Last time, we installed Nagios Core on Ubuntu Server 20.04. We saw how to add hosts and do a ping check to monitor network connectivity. Today we’ll learn how to check CPU, memory and processes. Nagios provides a free agent to do this that we can install on most standard Linux distributions (Ubuntu, Redhat, Debian, Amazon, etc) as well as Windows and MacOS.
This agent can monitor various services on its host machine, has a REST API and a nice web interface. It replaces the NRPE agent that came before it.
Topology
Same as the previous post, our Ubuntu server at 172.16.0.1/24 will monitor the other two hosts, Rocky Linux and Cisco IOSv. We’ll be installing the NCPA agent on Rocky Linux 8.5 at 172.16.0.2.
Installation
On Rocky Linux 8.5, installation is pretty quick using the official Nagios repository. We’ll add the repository and install the package:
rpm -Uvh https://repo.nagios.com/nagios/8/nagios-repo-8-1.el8.noarch.rpm yum install ncpa -y
Then we need to allow incoming connections through the firewall on tcp port 5693, which is the default port that NCPA uses:
firewall-cmd --zone=public --add-port=5693/tcp --permanent firewall-cmd --reload
If everything is installed correctly, you should be able to reach the NCPA web interface using the Rocky Linux server’s IP address. Make you use https and port 5693 –> https://<ip address or fqdn>:5693. The default password is “mytoken” which you’ll want to change via the configuration file before putting this in production. But for now it should look like this:
Nagios Core Server Configuration
Heading back to the Ubuntu server where Nagios Core is installed, we’ll configure new services for “rocky” in /usr/local/nagios/etc/objects/hosts.cfg
(we configured the host for “rocky” last time).

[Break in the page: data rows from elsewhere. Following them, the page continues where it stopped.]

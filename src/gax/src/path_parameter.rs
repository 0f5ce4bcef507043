// Copyright 2025 Google LLC
//
// Licensed under the Apache License, Version 2.0 (the "License");
// you may not use this file except in compliance with the License.
// You may obtain a copy of the License at
//
//     https://www.apache.org/licenses/LICENSE-2.0
//
// Unless required by applicable law or agreed to in writing, software
// distributed under the License is distributed on an "AS IS" BASIS,
// WITHOUT WARRANTIES OR CONDITIONS OF ANY KIND, either express or implied.
// See the License for the specific language governing permissions and
// limitations under the License.

#[derive(thiserror::Error, Debug, PartialEq)]
#[non_exhaustive]
pub enum Error {
    #[error("missing required parameter {0}")]
    MissingRequiredParameter(String),
}

/// Returns a binding error for a missing parameter.
pub fn missing(name: &str) -> crate::error::Error {
    crate::error::Error::binding(Error::MissingRequiredParameter(name.to_string()))
}

/// Verifies a required parameter is present and not blank.
///
/// # Example
/// ```
/// # use blockstorage_gax::path_parameter::required;
/// assert_eq!(required("volume_id", "ocid1.volume.abc").ok(), Some("ocid1.volume.abc"));
/// assert!(required("volume_id", "  ").is_err());
/// ```
pub fn required<'a>(name: &str, value: &'a str) -> crate::Result<&'a str> {
    if value.trim().is_empty() {
        return Err(missing(name));
    }
    Ok(value)
}

#[cfg(test)]
mod tests {
    use super::*;
    use test_case::test_case;

    #[test]
    fn missing() {
        let e = super::missing("abc123");
        assert!(e.is_binding(), "{e:?}");
        let fmt = format!("{e}");
        assert!(fmt.contains("abc123"), "{e:?}");
        let inner = e.as_inner::<super::Error>();
        assert_eq!(
            inner,
            Some(&Error::MissingRequiredParameter("abc123".to_string()))
        );
    }

    #[test_case(""; "empty")]
    #[test_case("   "; "blank")]
    #[test_case("\t\n"; "whitespace")]
    fn required_rejects(value: &str) {
        let got = required("volume_id", value);
        assert!(matches!(got, Err(ref e) if e.is_binding()), "{got:?}");
    }

    #[test]
    fn required_accepts() {
        let got = required("volume_id", "ocid1.volume.oc1..abc");
        assert!(matches!(got, Ok("ocid1.volume.oc1..abc")), "{got:?}");
    }
}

The following script will set up new services to check via the NCPA agent on the Rocky server:
echo " define service { host_name rocky service_description CPU Usage check_command check_ncpa!-t 'mytoken' -P 5693 -M cpu/percent -w 20 -c 40 -q 'aggregate=avg' max_check_attempts 5 check_interval 5 retry_interval 1 check_period 24x7 notification_interval 60 notification_period 24x7 contacts nagiosadmin register 1 } define service { host_name rocky service_description Memory Usage check_command check_ncpa!-t 'mytoken' -P 5693 -M memory/virtual -w 50 -c 80 -u G max_check_attempts 5 check_interval 5 retry_interval 1 check_period 24x7 notification_interval 60 notification_period 24x7 contacts nagiosadmin register 1 } define service { host_name rocky service_description Process Count check_command check_ncpa!-t 'mytoken' -P 5693 -M processes -w 150 -c 200 max_check_attempts 5 check_interval 5 retry_interval 1 check_period 24x7 notification_interval 60 notification_period 24x7 contacts nagiosadmin register 1 } " >> /usr/local/nagios/etc/objects/hosts.cfg
Then we need to download check_ncpa.py
from the Nagios github website into /usr/local/nagios/libexec
which is the directory where Nagios check scripts go. check_ncpa.py
is a script that performs checks on the NCPA agent. This will install it:
wget --no-check-certificate https://raw.githubusercontent.com/NagiosEnterprises/ncpa/master/client/check_ncpa.py -P /usr/local/nagios/libexec/ chmod 755 /usr/local/nagios/libexec/check_ncpa.py #Make accessible and executable sed -i 's/python/python3/g' /usr/local/nagios/libexec/check_ncpa.py #change 'python' to 'python3'
Then create a command in /usr/local/nagios/etc/objects/commands.cfg
that defines the “check_ncpa” command:
echo " define command { command_name check_ncpa command_line \$USER1\$/check_ncpa.py -H \$HOSTADDRESS\$ \$ARG1\$ } " >> /usr/local/nagios/etc/objects/commands.cfg
Now reload nagios:
systemctl restart nagios
Remember, if you have any troubles, this command will probably help you out. It’s Nagios Core’s tool to check your config:
/usr/local/nagios/bin/nagios -v /usr/local/nagios/etc/nagios.cfg
Now that we have the new services loaded, let’s see how they show up in the Nagios web interface.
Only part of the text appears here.